Namanya Sofia


Namanya Sofia

Empat belas menit berlalu dan pria itu tetap berdiri di sana, menunggu. Meskipun sepertinya ia sudah tahu kalau biasanya wanita yang ditunggunya itu tidak pernah terlambat barang semenit pun.



Hari ini memang tidak seperti biasanya. Wanita itu selalu datang pukul delapan kurang seperempat. Sebelum masuk ke lift menuju ke kantornya di lantai 8 dia selalu mampir ke meja resepsionis dan menitipkan surat-surat untuk diambil koleganya setiap pukul 11. Kurasa pasti ada sesuatu yang terjadi sehingga wanita itu terlambat masuk kantor hari ini.

Pria itu masih mondar-mandir di depan pintu lift yang sudah membuka dan menutup berulang kali, membawa manusia dari tanah ke langit dan sebaliknya. Tetapi ia bergeming di sana. Dan itu bukan sekali dua kali ia lakukan. Entah sudah yang keberapa kalinya ia melakukan itu.

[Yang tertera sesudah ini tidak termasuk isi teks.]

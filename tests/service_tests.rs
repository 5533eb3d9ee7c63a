use roda_telemetry::{
    AggregationResult, AggregationService, DATA_TOPIC, DeviceSimulator, DisplaySink,
    EngineOptions, InMemoryBus, MessageBus, PublishPolicy, RESULT_TOPIC, Reading, Result,
    StreamCoordinator, Subscription, SubscriptionId, TelemetryError, decode_result,
    encode_reading, encode_result, parse_reading, shard_for,
};
use std::collections::HashMap;
use std::sync::atomic::Ordering::Relaxed;
use std::sync::atomic::{AtomicBool, AtomicU32};
use std::sync::{Arc, Mutex};
use std::thread;
use std::time::Duration;

/// Refuses the first `failures` publishes to `Result`, then behaves.
struct FlakyResultBus {
    inner: InMemoryBus,
    failures_left: AtomicU32,
}

impl FlakyResultBus {
    fn new(failures: u32) -> Self {
        Self {
            inner: InMemoryBus::new(),
            failures_left: AtomicU32::new(failures),
        }
    }
}

impl MessageBus for FlakyResultBus {
    fn subscribe(&self, topic: &str) -> Result<Subscription> {
        self.inner.subscribe(topic)
    }

    fn publish(&self, topic: &str, payload: &str) -> Result<()> {
        let refuse = topic == RESULT_TOPIC
            && self
                .failures_left
                .fetch_update(Relaxed, Relaxed, |n| n.checked_sub(1))
                .is_ok();
        if refuse {
            return Err(TelemetryError::PublishFailure {
                topic: topic.to_owned(),
                reason: "refused".into(),
            });
        }
        self.inner.publish(topic, payload)
    }

    fn unsubscribe(&self, id: &SubscriptionId) -> Result<()> {
        self.inner.unsubscribe(id)
    }
}

/// Remembers how many `DataPoint` records had been delivered when the first
/// subscription was detached.
#[derive(Default)]
struct DetachRecordingBus {
    inner: InMemoryBus,
    delivered: Mutex<u64>,
    delivered_at_detach: Mutex<Option<u64>>,
}

impl MessageBus for DetachRecordingBus {
    fn subscribe(&self, topic: &str) -> Result<Subscription> {
        self.inner.subscribe(topic)
    }

    fn publish(&self, topic: &str, payload: &str) -> Result<()> {
        if topic != DATA_TOPIC {
            return self.inner.publish(topic, payload);
        }
        let mut delivered = self.delivered.lock().unwrap();
        self.inner.publish(topic, payload)?;
        *delivered += 1;
        Ok(())
    }

    fn unsubscribe(&self, id: &SubscriptionId) -> Result<()> {
        let delivered = self.delivered.lock().unwrap();
        self.inner.unsubscribe(id)?;
        self.delivered_at_detach
            .lock()
            .unwrap()
            .get_or_insert(*delivered);
        Ok(())
    }
}

fn options(window_size: usize, shards: usize) -> EngineOptions {
    EngineOptions {
        window_size,
        shards,
        ..Default::default()
    }
}

fn collect_results(sub: &Subscription) -> Vec<AggregationResult> {
    std::iter::from_fn(|| sub.try_recv())
        .map(|raw| decode_result(&raw).unwrap())
        .collect()
}

fn group_by_device(results: &[AggregationResult]) -> HashMap<i32, Vec<AggregationResult>> {
    let mut grouped: HashMap<i32, Vec<AggregationResult>> = HashMap::new();
    for r in results {
        grouped.entry(r.device_id).or_default().push(*r);
    }
    grouped
}

#[test]
fn test_end_to_end_single_device() {
    let bus = Arc::new(InMemoryBus::new());
    let results = bus.subscribe(RESULT_TOPIC).unwrap();
    let service = AggregationService::start(bus.clone(), options(3, 2)).unwrap();

    for raw in ["1.0 7", "2.0 7", "3.0 7"] {
        bus.publish(DATA_TOPIC, raw).unwrap();
    }
    let stats = service.shutdown();

    let raw: Vec<String> = std::iter::from_fn(|| results.try_recv()).collect();
    assert_eq!(raw, vec!["7 2.000 0.667 3.000 1.000".to_string()]);
    assert_eq!(stats.received, 3);
    assert_eq!(stats.emitted, 1);
    assert_eq!(stats.published, 1);
    assert_eq!(stats.devices, 1);
}

#[test]
fn test_shutdown_drains_everything_in_flight() {
    let bus = Arc::new(InMemoryBus::new());
    let results = bus.subscribe(RESULT_TOPIC).unwrap();
    let service = AggregationService::start(bus.clone(), options(5, 4)).unwrap();

    let devices = 16;
    let per_device = 200;
    for i in 0..per_device {
        for d in 0..devices {
            bus.publish(DATA_TOPIC, &format!("{}.000 {}", i, d)).unwrap();
        }
    }
    let stats = service.shutdown();

    let expected = (devices * (per_device - 5 + 1)) as u64;
    assert_eq!(stats.received, (devices * per_device) as u64);
    assert_eq!(stats.emitted, expected);
    assert_eq!(stats.published, expected);
    assert_eq!(stats.devices, devices as u64);
    assert_eq!(collect_results(&results).len() as u64, expected);
}

#[test]
fn test_per_device_order_is_preserved_across_shards() {
    let bus = Arc::new(InMemoryBus::new());
    let results = bus.subscribe(RESULT_TOPIC).unwrap();
    let service = AggregationService::start(bus.clone(), options(2, 3)).unwrap();

    for i in 0..500 {
        for d in [10, 20, 30, 40] {
            bus.publish(DATA_TOPIC, &format!("{} {}", i, d)).unwrap();
        }
    }
    service.shutdown();

    let grouped = group_by_device(&collect_results(&results));
    assert_eq!(grouped.len(), 4);
    for (device, series) in grouped {
        assert_eq!(series.len(), 499, "device {device}");
        for (i, r) in series.iter().enumerate() {
            // Window is [i, i+1] when readings are applied in order.
            assert_eq!(r.min, i as f64, "device {device} out of order");
            assert_eq!(r.max, (i + 1) as f64, "device {device} out of order");
        }
    }
}

#[test]
fn test_matches_single_threaded_coordinator() {
    let bus = Arc::new(InMemoryBus::new());
    let results = bus.subscribe(RESULT_TOPIC).unwrap();
    let service = AggregationService::start(bus.clone(), options(4, 4)).unwrap();

    let mut reference = StreamCoordinator::new(4);
    let mut expected: Vec<AggregationResult> = Vec::new();
    let mut sims: Vec<DeviceSimulator> = (1..=6)
        .map(|id| DeviceSimulator::with_seed(id, 10.0 * id as f64, 2.0, id as u64))
        .collect();
    for _ in 0..100 {
        for sim in sims.iter_mut() {
            let record = encode_reading(&sim.next_reading());
            bus.publish(DATA_TOPIC, &record).unwrap();
            expected.extend(reference.on_record(&record));
        }
    }
    service.shutdown();

    let actual = group_by_device(&collect_results(&results));
    let expected = group_by_device(&expected);
    assert_eq!(actual.len(), expected.len());
    for (device, series) in expected {
        let got = &actual[&device];
        assert_eq!(got.len(), series.len());
        for (a, e) in got.iter().zip(series.iter()) {
            // Published values went through 3-decimal formatting.
            assert!((a.mean - e.mean).abs() <= 0.0005 + 1e-9);
            assert!((a.variance - e.variance).abs() <= 0.0005 + 1e-9);
            assert!((a.max - e.max).abs() <= 0.0005 + 1e-9);
            assert!((a.min - e.min).abs() <= 0.0005 + 1e-9);
        }
    }
}

#[test]
fn test_malformed_records_do_not_stop_the_stream() {
    let bus = Arc::new(InMemoryBus::new());
    let results = bus.subscribe(RESULT_TOPIC).unwrap();
    let service = AggregationService::start(bus.clone(), options(2, 2)).unwrap();

    for raw in ["1.0 1", "abc xyz", "3.0 1", "", "1.0 2 3", "5.0 1"] {
        bus.publish(DATA_TOPIC, raw).unwrap();
    }
    let stats = service.shutdown();

    let raw: Vec<String> = std::iter::from_fn(|| results.try_recv()).collect();
    assert_eq!(
        raw,
        vec!["1 2.000 1.000 3.000 1.000", "1 4.000 1.000 5.000 3.000"]
    );
    assert_eq!(stats.received, 6);
    assert_eq!(stats.malformed, 3);
}

#[test]
fn test_no_results_before_threshold() {
    let bus = Arc::new(InMemoryBus::new());
    let results = bus.subscribe(RESULT_TOPIC).unwrap();
    let service = AggregationService::start(bus.clone(), options(10, 2)).unwrap();

    for d in 0..5 {
        for i in 0..9 {
            bus.publish(DATA_TOPIC, &format!("{} {}", i, d)).unwrap();
        }
    }
    let stats = service.shutdown();
    assert_eq!(stats.emitted, 0);
    assert!(results.try_recv().is_none());
}

fn reference_results(window_size: usize, records: &[String]) -> Vec<String> {
    let mut reference = StreamCoordinator::new(window_size);
    records
        .iter()
        .filter_map(|r| reference.on_record(r))
        .map(|r| encode_result(&r))
        .collect()
}

#[test]
fn test_dropped_results_do_not_corrupt_state() {
    let bus = Arc::new(FlakyResultBus::new(3));
    let results = bus.subscribe(RESULT_TOPIC).unwrap();
    let service = AggregationService::start(bus.clone(), options(2, 1)).unwrap();

    let records: Vec<String> = (1..=10).map(|i| format!("{}.0 1", i)).collect();
    for raw in &records {
        bus.publish(DATA_TOPIC, raw).unwrap();
    }
    assert!(service.is_healthy());
    let stats = service.shutdown();

    assert_eq!(stats.emitted, 9);
    assert_eq!(stats.publish_failures, 3);
    assert_eq!(stats.published, 6);

    // Windows kept sliding while results were refused.
    let got: Vec<String> = std::iter::from_fn(|| results.try_recv()).collect();
    assert_eq!(got, reference_results(2, &records)[3..].to_vec());
}

#[test]
fn test_retry_policy_recovers_refused_results() {
    let bus = Arc::new(FlakyResultBus::new(2));
    let results = bus.subscribe(RESULT_TOPIC).unwrap();
    let retrying = EngineOptions {
        publish_policy: PublishPolicy::Retry {
            attempts: 2,
            backoff: Duration::from_millis(1),
        },
        ..options(3, 1)
    };
    let service = AggregationService::start(bus.clone(), retrying).unwrap();

    let records: Vec<String> = (1..=8).map(|i| format!("{} 4", i * 2)).collect();
    for raw in &records {
        bus.publish(DATA_TOPIC, raw).unwrap();
    }
    let stats = service.shutdown();

    assert_eq!(stats.emitted, 6);
    assert_eq!(stats.published, 6);
    assert_eq!(stats.publish_failures, 0);
    let got: Vec<String> = std::iter::from_fn(|| results.try_recv()).collect();
    assert_eq!(got, reference_results(3, &records));
}

#[test]
fn test_retry_policy_drops_after_exhausting_attempts() {
    // Two results use up two tries each, the third succeeds on its retry.
    let bus = Arc::new(FlakyResultBus::new(5));
    let results = bus.subscribe(RESULT_TOPIC).unwrap();
    let retrying = EngineOptions {
        publish_policy: PublishPolicy::Retry {
            attempts: 1,
            backoff: Duration::from_millis(1),
        },
        ..options(1, 1)
    };
    let service = AggregationService::start(bus.clone(), retrying).unwrap();

    let records: Vec<String> = (0..5).map(|i| format!("{} 2", i)).collect();
    for raw in &records {
        bus.publish(DATA_TOPIC, raw).unwrap();
    }
    let stats = service.shutdown();

    assert_eq!(stats.emitted, 5);
    assert_eq!(stats.publish_failures, 2);
    assert_eq!(stats.published, 3);
    let got: Vec<String> = std::iter::from_fn(|| results.try_recv()).collect();
    assert_eq!(got, reference_results(1, &records)[2..].to_vec());
}

#[test]
fn test_shutdown_ignores_records_published_during_drain() {
    let bus = Arc::new(DetachRecordingBus::default());
    let service = AggregationService::start(bus.clone(), options(4, 2)).unwrap();
    let running = Arc::new(AtomicBool::new(true));

    let producer = {
        let bus = bus.clone();
        let running = running.clone();
        thread::spawn(move || {
            let mut sent = 0u64;
            while running.load(Relaxed) {
                bus.publish(DATA_TOPIC, &format!("{} {}", sent % 100, sent % 8))
                    .unwrap();
                sent += 1;
            }
            sent
        })
    };

    while *bus.delivered.lock().unwrap() < 10_000 {
        thread::sleep(Duration::from_millis(1));
    }
    let stats = service.shutdown();
    running.store(false, Relaxed);
    let sent = producer.join().unwrap();

    let at_detach = bus.delivered_at_detach.lock().unwrap().unwrap();
    assert_eq!(stats.received, at_detach);
    assert_eq!(stats.malformed, 0);
    assert!(sent >= at_detach);
    assert_eq!(bus.inner.subscriber_count(DATA_TOPIC), 0);
}

#[test]
fn test_dropping_the_service_detaches_it() {
    let bus = Arc::new(InMemoryBus::new());
    {
        let _service = AggregationService::start(bus.clone(), options(2, 2)).unwrap();
        assert_eq!(bus.subscriber_count(DATA_TOPIC), 1);
    }
    assert_eq!(bus.subscriber_count(DATA_TOPIC), 0);
}

#[test]
fn test_rejected_records_are_counted_as_malformed() {
    let bus = Arc::new(InMemoryBus::new());
    let service = AggregationService::start(bus.clone(), options(2, 1)).unwrap();
    service.reject_record(b"\xff\xfe 7", "not valid UTF-8");
    bus.publish(DATA_TOPIC, "1.0 7").unwrap();
    let stats = service.shutdown();
    assert_eq!(stats.received, 2);
    assert_eq!(stats.malformed, 1);
}

#[test]
fn test_rejects_invalid_options() {
    let bus = Arc::new(InMemoryBus::new());
    assert!(matches!(
        AggregationService::start(bus.clone(), options(0, 1)),
        Err(TelemetryError::InvalidConfig(_))
    ));
    assert!(matches!(
        AggregationService::start(bus, options(3, 0)),
        Err(TelemetryError::InvalidConfig(_))
    ));
}

#[test]
fn test_concurrent_producers_with_display_sink() {
    let bus = Arc::new(InMemoryBus::new());
    let results = bus.subscribe(RESULT_TOPIC).unwrap();
    let service = AggregationService::start(bus.clone(), options(10, 3)).unwrap();
    let running = Arc::new(AtomicBool::new(true));

    let producers: Vec<_> = (1..=4)
        .map(|id| {
            let bus = bus.clone();
            let running = running.clone();
            thread::spawn(move || {
                let mut sim = DeviceSimulator::with_seed(id, 100.0, 3.0, 99 + id as u64);
                sim.run(bus.as_ref(), 250, Duration::ZERO, &running).unwrap()
            })
        })
        .collect();
    for p in producers {
        assert_eq!(p.join().unwrap(), 250);
    }
    let stats = service.shutdown();
    assert_eq!(stats.received, 1000);
    assert_eq!(stats.emitted, 4 * (250 - 10 + 1));

    let mut display = DisplaySink::new(50);
    assert_eq!(display.drain(&results), 4 * (250 - 10 + 1));
    assert_eq!(display.devices(), vec![1, 2, 3, 4]);
    for device in 1..=4 {
        let series = display.series(device).unwrap();
        assert_eq!(series.len(), 50);
        assert_eq!(series.received, 241);
        assert!(series.variance.iter().all(|v| *v >= 0.0));
    }
}

#[test]
fn test_every_device_lands_on_one_shard() {
    let mut seen: HashMap<usize, Vec<i32>> = HashMap::new();
    for device in 0..64 {
        seen.entry(shard_for(device, 4)).or_default().push(device);
    }
    let total: usize = seen.values().map(Vec::len).sum();
    assert_eq!(total, 64);
    assert!(seen.keys().all(|s| *s < 4));
    // Sanity: the parser accepts what the simulator encodes.
    let r: Reading = parse_reading(&encode_reading(&Reading::new(3, 1.0))).unwrap();
    assert_eq!(r, Reading::new(3, 1.0));
}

Tapi kali ini jadi terlihat lebih buruk karena orang yang ditunggunya tidak kunjung datang.

Sesaat kemudian kulihat ia masuk ke dalam lift. Kupikir ia sudah bosan menunggu si wanita. Tapi sejurus kemudian, ia keluar lagi dari lift, masih di lantai yang sama. Ia lalu berjalan kembali menuju lobby dan duduk di salah satu sofa di sana. Ia mengeluarkan ponsel dari saku celananya. Memencet nomor dan mendekatkan ponsel pipih itu ditelinganya. Siapa yang diteleponnya? Pasti bukan wanita yang sedang ditunggunya. Aku yakin mereka belum saling kenal. Sebentar kemudian ia menyelipkan kembali benda pipih itu ke saku celananya.

Di lobby ia terlihat resah. Berdiri lalu duduk lagi. Sebentar-sebentar menyisir rambut ikalnya dengan jemari, merapikan letak dasinya yang sebenarnya tidak salah, dan membenarkan ikat pinggang yang menahan celananya yang jatuh terjuntai membungkus kaki kokohnya. Setiap hari dia selalu berdandan rapi dan juga wangi. Semua itu dilakukannya agar wanita itu mau melirik ke arahnya. Sejauh ini dia sudah berhasil membuat seseorang memperhatikannya, meskipun itu belum sesuai harapannya.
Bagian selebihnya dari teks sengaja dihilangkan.